PROBLEM TO SOLVE:
Using the data below, work out how many lines contain "IdentityClaims", and report only that number.

GIVEN RECORDS:
• • •
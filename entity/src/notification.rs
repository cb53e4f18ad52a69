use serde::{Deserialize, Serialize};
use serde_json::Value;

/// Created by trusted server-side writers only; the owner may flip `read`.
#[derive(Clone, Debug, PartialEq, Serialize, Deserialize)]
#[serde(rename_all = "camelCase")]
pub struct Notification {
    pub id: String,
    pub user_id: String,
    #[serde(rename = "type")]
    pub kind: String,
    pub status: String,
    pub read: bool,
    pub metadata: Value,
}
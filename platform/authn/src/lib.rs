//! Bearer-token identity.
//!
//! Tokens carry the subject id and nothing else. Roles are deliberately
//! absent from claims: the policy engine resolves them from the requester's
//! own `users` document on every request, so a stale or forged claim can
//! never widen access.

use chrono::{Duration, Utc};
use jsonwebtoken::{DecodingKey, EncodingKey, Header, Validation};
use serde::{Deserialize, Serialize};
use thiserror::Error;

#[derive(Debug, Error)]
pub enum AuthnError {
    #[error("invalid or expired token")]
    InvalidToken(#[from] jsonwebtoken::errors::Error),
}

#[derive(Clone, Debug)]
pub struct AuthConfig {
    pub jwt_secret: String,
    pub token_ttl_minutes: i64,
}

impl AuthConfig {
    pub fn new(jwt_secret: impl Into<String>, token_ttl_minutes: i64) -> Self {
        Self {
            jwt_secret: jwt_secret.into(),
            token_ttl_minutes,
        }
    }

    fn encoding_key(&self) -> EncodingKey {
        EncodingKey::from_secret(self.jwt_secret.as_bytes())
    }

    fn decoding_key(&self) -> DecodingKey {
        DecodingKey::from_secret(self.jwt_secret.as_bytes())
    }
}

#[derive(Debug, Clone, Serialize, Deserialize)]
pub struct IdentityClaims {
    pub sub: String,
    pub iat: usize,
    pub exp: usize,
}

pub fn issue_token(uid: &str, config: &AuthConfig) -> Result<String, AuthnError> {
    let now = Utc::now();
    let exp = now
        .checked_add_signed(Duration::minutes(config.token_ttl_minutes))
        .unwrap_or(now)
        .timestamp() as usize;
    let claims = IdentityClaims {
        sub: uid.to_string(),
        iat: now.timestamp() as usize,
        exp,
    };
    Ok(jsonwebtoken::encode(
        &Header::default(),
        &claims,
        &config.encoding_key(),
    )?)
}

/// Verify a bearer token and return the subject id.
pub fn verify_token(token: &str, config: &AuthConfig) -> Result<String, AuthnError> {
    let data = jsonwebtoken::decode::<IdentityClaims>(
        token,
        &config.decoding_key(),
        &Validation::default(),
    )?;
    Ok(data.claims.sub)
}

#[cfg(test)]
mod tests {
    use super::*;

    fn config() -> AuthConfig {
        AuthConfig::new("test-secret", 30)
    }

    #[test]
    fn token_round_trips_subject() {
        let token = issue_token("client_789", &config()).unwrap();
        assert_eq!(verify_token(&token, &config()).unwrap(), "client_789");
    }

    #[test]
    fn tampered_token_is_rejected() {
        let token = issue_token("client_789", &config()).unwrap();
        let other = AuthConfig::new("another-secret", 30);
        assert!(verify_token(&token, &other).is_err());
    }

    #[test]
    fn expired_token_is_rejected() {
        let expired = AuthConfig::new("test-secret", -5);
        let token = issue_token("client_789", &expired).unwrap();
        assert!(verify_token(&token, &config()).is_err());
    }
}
• • •
THE ANSWER:
3